Greek fantastic literature: a case of censorship i.. (GFL - CCELC)
Greek fantastic literature: a case of censorship in a European literary canon
(GFL - CCELC)
Start date: Sep 1, 2011,
End date: Aug 31, 2014
"Rarely have Modern Greek Studies taken into consideration any other than “serious” or mainstream works in order to establish a national “canon” and to analyze trends, worldviews or discursive strategies in Greek literature. Although disregarded by scholars and critique, there are some specific genres at the margins of official Greek literature that can reveal many things about national literature and related discursive strategies. The purpose of this project is to research one of the mentioned genres: Greek fantastic literature, which not only will demonstrate to be important by itself, but also to constitute an efficient departure for studying the processes of canon formation and literary censorship that exist within the institution of Greek literature and, at some extent, construct it. The project implies, first of all, a search for a corpus of fantastic works in Greek in the last two centuries. These works will need subsequently to be analyzed according to rigorous methodological tools (comparative literature, poststructuralist approaches, cultural studies).

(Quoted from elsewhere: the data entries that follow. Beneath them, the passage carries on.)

//! Scale stacks: probing a family of pre-blurred copies of one volume as a
//! continuous function of blur scale.
//!
//! The stack is attached as N sample volumes (ascending blur) plus one base
//! volume, which receives the blended value cache and produces all answers.
//! Blending is either a weighted sum with the stack kernel's weights, or a
//! Hermite spline that uses the scale-space relation ds/dsigma = sigma *
//! laplacian to estimate endpoint derivatives.

use log::debug;

use crate::binding::VolumeBinding;
use crate::context::{BindingId, ProbeContext};
use crate::error::ProbeError;
use crate::shape::VolumeShape;

impl ProbeContext {
    /// Attach a scale stack: `samples` at strictly increasing blur scales
    /// `positions`, plus the `base` volume that answers are probed from.
    /// The context must be empty. Returns the base volume's id.
    pub fn attach_stack(
        &mut self,
        base: VolumeBinding,
        samples: Vec<VolumeBinding>,
        positions: &[f64],
    ) -> Result<BindingId, ProbeError> {
        if !self.bindings.is_empty() {
            return Err(ProbeError::StackNotEmpty(self.bindings.len()));
        }
        if samples.len() < 2 || samples.len() != positions.len() {
            return Err(ProbeError::StackTooFew(samples.len()));
        }
        for (index, &value) in positions.iter().enumerate() {
            if !value.is_finite() {
                return Err(ProbeError::StackPosNotFinite { index, value });
            }
        }
        for index in 0..positions.len() - 1 {
            if positions[index] >= positions[index + 1] {
                return Err(ProbeError::StackPosNotIncreasing {
                    index,
                    index_next: index + 1,
                    lo: positions[index],
                    hi: positions[index + 1],
                });
            }
        }
        // Pre-validate shapes so a mismatch cannot leave a partial stack.
        let settings = self.shape_settings();
        let first = VolumeShape::from_volume(samples[0].volume(), &settings)?;
        for binding in samples.iter().skip(1).chain(std::iter::once(&base)) {
            let candidate = VolumeShape::from_volume(binding.volume(), &settings)?;
            if candidate != first {
                return Err(ProbeError::ShapeMismatch {
                    expected: first.size(),
                    got: candidate.size(),
                });
            }
        }
        debug!(
            "attaching stack of {} samples, scales {:?}..{:?}",
            samples.len(),
            positions.first(),
            positions.last()
        );
        for sample in samples {
            self.attach(sample)?;
        }
        let base_id = self.attach(base)?;
        self.stack_pos = positions.to_vec();
        self.stack_fslw = vec![0.0; self.stack_pos.len()];
        Ok(base_id)
    }
}

/// Blend the sample bindings' value caches into the base binding's.
pub(crate) fn blend_iv3(
    samples: &[VolumeBinding],
    base: &mut VolumeBinding,
    fslw: &[f64],
    pos: &[f64],
    fd: usize,
    hermite: bool,
) {
    let fddd = fd * fd * fd;
    let vl = base.kind().val_len();
    for w in base.iv3.iter_mut() {
        *w = 0.0;
    }
    if !hermite {
        for (ii, &w) in fslw.iter().enumerate() {
            if w == 0.0 {
                continue;
            }
            for (o, &v) in base.iv3.iter_mut().zip(samples[ii].iv3.iter()) {
                *o += w * v;
            }
        }
        return;
    }

    // Hermite path. The first nonzero weight locates the bracketing pair;
    // with tent-shaped weights its value is 1 minus the in-interval
    // fraction.
    let num = samples.len();
    let first = fslw.iter().position(|&w| w != 0.0).unwrap_or(0);
    let (blur, xx) = if first == num - 1 {
        (first - 1, 1.0)
    } else {
        (first, 1.0 - fslw[first])
    };
    let s0 = pos[blur];
    let s1 = pos[blur + 1];
    let ds = s1 - s0;
    // Only cache voxels with a full 6-neighborhood get a Laplacian; the
    // outermost ring stays zero, which is harmless because the widened
    // filter radius gives it zero weight.
    for t in 0..vl {
        let off_t = fddd * t;
        let a0 = &samples[blur].iv3[off_t..off_t + fddd];
        let a1 = &samples[blur + 1].iv3[off_t..off_t + fddd];
        for zi in 1..fd - 1 {
            for yi in 1..fd - 1 {
                for xi in 1..fd - 1 {
                    let ci = xi + fd * (yi + fd * zi);
                    let lapl = |a: &[f64]| {
                        a[ci - 1] + a[ci + 1] + a[ci - fd] + a[ci + fd] + a[ci - fd * fd]
                            + a[ci + fd * fd]
                            - 6.0 * a[ci]
                    };
                    let v0 = a0[ci];
                    let v1 = a1[ci];
                    let drv0 = s0 * lapl(a0) * ds;
                    let drv1 = s1 * lapl(a1) * ds;
                    let aa = drv0 + drv1 + 2.0 * v0 - 2.0 * v1;
                    let bb = -2.0 * drv0 - drv1 - 3.0 * v0 + 3.0 * v1;
                    base.iv3[off_t + ci] = v0 + xx * (drv0 + xx * (bb + xx * aa));
                }
            }
        }
    }
}

// ---------------------------------------------------------------------------
// Scale reparameterization
// ---------------------------------------------------------------------------
//
// tau is a reparameterization of blur scale under which feature drift is
// roughly uniform: tau grows like sqrt(t) for small scales and like log(t)
// for large ones, switching branches where their slopes match.

const TEE_BRANCH: f64 = 2.526917043979558;
const SQRT_COEF: f64 = 0.629078014852877;
const LOG_SHIFT: f64 = 0.5365;

/// tau as a function of t = sigma^2.
pub fn tau_of_tee(tee: f64) -> f64 {
    if tee < TEE_BRANCH {
        SQRT_COEF * tee.sqrt()
    } else {
        LOG_SHIFT + tee.ln() / 2.0
    }
}

/// t = sigma^2 as a function of tau.
pub fn tee_of_tau(tau: f64) -> f64 {
    // TEE_BRANCH is where tau crosses 1.
    if tau < 1.0 {
        (tau / SQRT_COEF) * (tau / SQRT_COEF)
    } else {
        (2.0 * (tau - LOG_SHIFT)).exp()
    }
}

pub fn sig_of_tau(tau: f64) -> f64 {
    tee_of_tau(tau).sqrt()
}

pub fn tau_of_sig(sig: f64) -> f64 {
    tau_of_tee(sig * sig)
}

#[cfg(test)]
mod tests {
    use super::*;
    use crate::binding::VolumeBinding;
    use crate::scalar::{ScalarItem, SCALAR};
    use crate::volume::Volume;

    #[test]
    fn tau_round_trips() {
        for sig in [0.0, 0.1, 0.5, 1.0, 1.5896, 3.0, 10.0] {
            let tau = tau_of_sig(sig);
            let back = sig_of_tau(tau);
            assert!(
                (back - sig).abs() < 1e-6,
                "sigma {sig} -> tau {tau} -> {back}"
            );
        }
    }

    #[test]
    fn tau_is_monotonic_and_continuous_at_branch() {
        let mut prev = f64::NEG_INFINITY;
        for i in 0..200 {
            let tee = 0.05 * i as f64;
            let tau = tau_of_tee(tee);
            assert!(tau >= prev, "tau must not decrease (tee {tee})");
            prev = tau;
        }
        let eps = 1e-9;
        let below = tau_of_tee(TEE_BRANCH - eps);
        let above = tau_of_tee(TEE_BRANCH + eps);
        assert!(
            (below - above).abs() < 1e-4,
            "branch mismatch: {below} vs {above}"
        );
    }

    fn stack_binding(value: f64) -> VolumeBinding {
        let vol = Volume::new(vec![value; 64], 1, [4, 4, 4]).unwrap();
        let mut b = VolumeBinding::new(&SCALAR, vol).unwrap();
        b.item_on(ScalarItem::Value as usize).unwrap();
        b
    }

    #[test]
    fn attach_stack_validates_positions() {
        let mut ctx = crate::context::ProbeContext::new();
        let err = ctx
            .attach_stack(
                stack_binding(0.0),
                vec![stack_binding(0.0), stack_binding(1.0)],
                &[1.0, 1.0],
            )
            .unwrap_err();
        assert!(matches!(err, ProbeError::StackPosNotIncreasing { .. }));
        let err = ctx
            .attach_stack(
                stack_binding(0.0),
                vec![stack_binding(0.0), stack_binding(1.0)],
                &[1.0, f64::NAN],
            )
            .unwrap_err();
        assert!(matches!(err, ProbeError::StackPosNotFinite { index: 1, .. }));
        let err = ctx
            .attach_stack(stack_binding(0.0), vec![stack_binding(0.0)], &[1.0])
            .unwrap_err();
        assert!(matches!(err, ProbeError::StackTooFew(1)));
        assert_eq!(ctx.binding_count(), 0, "failed attach must leave nothing behind");
    }

    #[test]
    fn attach_stack_requires_empty_context() {
        let mut ctx = crate::context::ProbeContext::new();
        ctx.attach(stack_binding(0.0)).unwrap();
        let err = ctx
            .attach_stack(
                stack_binding(0.0),
                vec![stack_binding(0.0), stack_binding(1.0)],
                &[1.0, 2.0],
            )
            .unwrap_err();
        assert!(matches!(err, ProbeError::StackNotEmpty(1)));
    }
}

We will focus on some questions inherent in the existence of a Greek fantastic genre: the limits of national literature, the struggle between hegemonic and counterhegemonic discourses (in a historical, political, ontological or sexual sense), and the images of Greece and the Greeks supplied by these works. More specifically, the main goal of the project is to find out which are the strategies implied in the apparent censorship suffered by fantastic literature in the Greek canon, and their relationship with, on the one hand, the nationalist discourses that have often dominated and even determined Modern Greek culture, and, on the other, the role of literature as one of the most important institutions for the construction of a Modern Greek identity and nation. Modern Greek literature as a whole, and as a social function, will therefore be re-examined from the innovative point of view of a genre at the margins."